Instructions: Define a Track struct (title: String, duration_secs: u32) and an Album struct (title: String, artist: String, tracks: Vec<Track>). Write a free function total_runtime(album: &Album) -> u32 that sums the track durations by borrowing the album (so the caller can still use it). In main, build an album with at least three tracks, then print the artist/title and the total runtime formatted as M:SS.
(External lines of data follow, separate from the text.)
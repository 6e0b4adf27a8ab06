use axum::{
    extract::{Query, State},
    http::header,
    response::{IntoResponse, Redirect, Response},
    Json,
};
use std::sync::Arc;

use crate::state::AppState;
use crate::store::{Course, Status, Submission};
use crate::view::{project, to_csv, Metrics, ViewQuery, EXPORT_CONTENT_TYPE, EXPORT_FILENAME};

pub async fn session(State(state): State<Arc<AppState>>) -> impl IntoResponse {
    let session = state.store.read().await;
    Json(serde_json::json!({
        "user": session.identity(),
        "role": session.role(),
        "submitting": session.is_submitting(),
    }))
}

/// Same rows as the dashboard table for the signed-in role.
pub async fn submissions(
    State(state): State<Arc<AppState>>,
    Query(query): Query<ViewQuery>,
) -> Json<Vec<Submission>> {
    let session = state.store.read().await;
    let rows = match session.active_role() {
        Some(role) => project(session.submissions(), role, session.identity(), &query),
        None => Vec::new(),
    };
    Json(rows)
}

/// `null` unless a reviewer is signed in.
pub async fn metrics(State(state): State<Arc<AppState>>) -> Json<Option<Metrics>> {
    let session = state.store.read().await;
    let metrics = session
        .active_role()
        .filter(|role| role.can_review())
        .map(|_| Metrics::compute(session.submissions()));
    Json(metrics)
}

pub async fn courses() -> Json<&'static [Course]> {
    Json(Course::ALL)
}

pub async fn statuses() -> Json<&'static [Status]> {
    Json(Status::ALL)
}

/// CSV download of the filtered table. Students are sent back to the dashboard.
pub async fn export_csv(
    State(state): State<Arc<AppState>>,
    Query(query): Query<ViewQuery>,
) -> Response {
    let session = state.store.read().await;
    let role = match session.active_role() {
        Some(role) if role.can_review() => role,
        _ => return Redirect::to("/").into_response(),
    };

    let rows = project(session.submissions(), role, session.identity(), &query);
    tracing::info!(rows = rows.len(), "exporting submissions");

    (
        [
            (header::CONTENT_TYPE, EXPORT_CONTENT_TYPE.to_string()),
            (
                header::CONTENT_DISPOSITION,
                format!("attachment; filename=\"{}\"", EXPORT_FILENAME),
            ),
        ],
        to_csv(&rows),
    )
        .into_response()
}
use std::net::SocketAddr;
use std::path::PathBuf;
use std::sync::Arc;
use std::time::Duration;

use reqwest::Client;
use serde_json::Value;

use campus_submissions::config::Config;
use campus_submissions::state::AppState;
use campus_submissions::{routes, store, templates};

/// Upload latency used by the test server. Short, but long enough to observe.
pub const UPLOAD_DELAY: Duration = Duration::from_millis(200);

/// A running test server.
pub struct TestApp {
    pub addr: SocketAddr,
    pub client: Client,
}

/// Parsed HTTP response for test assertions.
pub struct TestResponse {
    pub status: u16,
    pub content_type: String,
    pub content_disposition: String,
    /// Raw response body as text.
    pub text: String,
    /// Parsed JSON body, or `Null` if the response is not valid JSON.
    pub body: Value,
}

impl TestResponse {
    async fn from_response(res: reqwest::Response) -> Self {
        let status = res.status().as_u16();
        let header = |name: reqwest::header::HeaderName| {
            res.headers()
                .get(name)
                .and_then(|v| v.to_str().ok())
                .unwrap_or("")
                .to_string()
        };
        let content_type = header(reqwest::header::CONTENT_TYPE);
        let content_disposition = header(reqwest::header::CONTENT_DISPOSITION);
        let text = res.text().await.expect("Failed to read response body");
        let body = serde_json::from_str(&text).unwrap_or(Value::Null);
        Self {
            status,
            content_type,
            content_disposition,
            text,
            body,
        }
    }
}

impl TestApp {
    pub async fn spawn() -> Self {
        let config = Config {
            host: "127.0.0.1".to_string(),
            port: 0,
            upload_delay: UPLOAD_DELAY,
            template_dir: PathBuf::from(env!("CARGO_MANIFEST_DIR")).join("templates"),
        };
        let tera = templates::load(&config.template_dir).expect("Failed to load templates");

        let state = Arc::new(AppState {
            store: store::create_store(),
            config: Arc::new(config),
            tera: Arc::new(tera),
        });

        let app = routes::router(state);

        let listener = tokio::net::TcpListener::bind("127.0.0.1:0")
            .await
            .expect("Failed to bind to random port");
        let addr = listener.local_addr().unwrap();

        tokio::spawn(async move {
            axum::serve(listener, app).await.unwrap();
        });

        Self {
            addr,
            client: Client::new(),
        }
    }

    fn url(&self, path: &str) -> String {
        format!("http://{}{}", self.addr, path)
    }

    pub async fn get(&self, path: &str) -> TestResponse {
        let res = self
            .client
            .get(self.url(path))
            .send()
            .await
            .expect("Failed to send GET request");

        TestResponse::from_response(res).await
    }

    /// Posts a urlencoded form. Redirects are followed, as a browser would.
    pub async fn post_form(&self, path: &str, form: &[(&str, &str)]) -> TestResponse {
        let res = self
            .client
            .post(self.url(path))
            .form(form)
            .send()
            .await
            .expect("Failed to send POST request");

        TestResponse::from_response(res).await
    }

    pub async fn upload_files(&self, files: &[(&str, usize)]) -> TestResponse {
        let mut form = reqwest::multipart::Form::new();
        for (name, size) in files {
            let part = reqwest::multipart::Part::bytes(vec![b'x'; *size])
                .file_name(name.to_string())
                .mime_str("application/octet-stream")
                .expect("Failed to set MIME type");
            form = form.part("files", part);
        }

        let res = self
            .client
            .post(self.url("/files"))
            .multipart(form)
            .send()
            .await
            .expect("Failed to send multipart upload request");

        TestResponse::from_response(res).await
    }

    pub async fn login(&self, role: &str, name: &str, email: &str) {
        let res = self
            .post_form(
                "/login",
                &[
                    ("role", role),
                    ("name", name),
                    ("email", email),
                    ("password", "anything"),
                ],
            )
            .await;
        assert_eq!(res.status, 200, "Login failed: {}", res.text);
    }

    pub async fn submissions(&self, query: &str) -> Vec<Value> {
        let res = self.get(&format!("/api/submissions{query}")).await;
        assert_eq!(res.status, 200, "Listing failed: {}", res.text);
        res.body.as_array().cloned().unwrap_or_default()
    }

    /// Attaches files, submits the form as the signed-in student and waits
    /// for the delayed append to land.
    pub async fn submit_and_wait(&self, course: &str, title: &str, files: &[(&str, usize)]) {
        let before = self.submissions("").await.len();
        self.upload_files(files).await;
        let res = self
            .post_form(
                "/submit",
                &[("course", course), ("title", title), ("notes", "")],
            )
            .await;
        assert_eq!(res.status, 200, "Submit failed: {}", res.text);
        self.wait_for_count(before + files.len()).await;
    }

    pub async fn wait_for_count(&self, expected: usize) {
        for _ in 0..300 {
            if self.submissions("").await.len() >= expected {
                return;
            }
            tokio::time::sleep(Duration::from_millis(10)).await;
        }
        panic!("Timed out waiting for {expected} submissions");
    }
}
// Define Track and Album, and total_runtime here
fn main() {
// build an album, then print "<title> by <artist>" and the total runtime
}
Solution
#[derive(Debug, Clone)]
struct Track {
title: String,
duration_secs: u32,
}
#[derive(Debug, Clone)]
struct Album {
title: String,
artist: String,
tracks: Vec<Track>,
}
fn total_runtime(album: &Album) -> u32 {
album.tracks.iter().map(|t| t.duration_secs).sum()
}
fn main() {
let album = Album {
title: String::from("Crate Sounds"),
artist: String::from("The Borrow Checkers"),
tracks: vec![
Track { title: String::from("Move Semantics"), duration_secs: 210 },
Track { title: String::from("Lifetime"), duration_secs: 185 },
Track { title: String::from("Drop"), duration_secs: 240 },
],
};
let secs = total_runtime(&album);
println!("{} by {}", album.title, album.artist);
println!("{} tracks, {}:{:02} total", album.tracks.len(), secs / 60, secs % 60);
}

Output:

Crate Sounds by The Borrow Checkers
3 tracks, 10:35 total

What you’ve learned:

  • A Rust struct is the equivalent of a TypeScript interface + object literal, fused into one type that exists at compile time and runtime.
  • Every field has a concrete type, and all fields must be initialized at instantiation — there is no undefined.
  • Mutation requires let mut on the whole binding; there is no per-field mut.
  • A struct owns its fields: moving the struct moves the data, and you can even move a single owned field out (a partial move).
  • #[derive(Debug)] unlocks {:?} printing and #[derive(Clone)] gives you an explicit, deep .clone() — conveniences that are automatic in TypeScript but opt-in in Rust.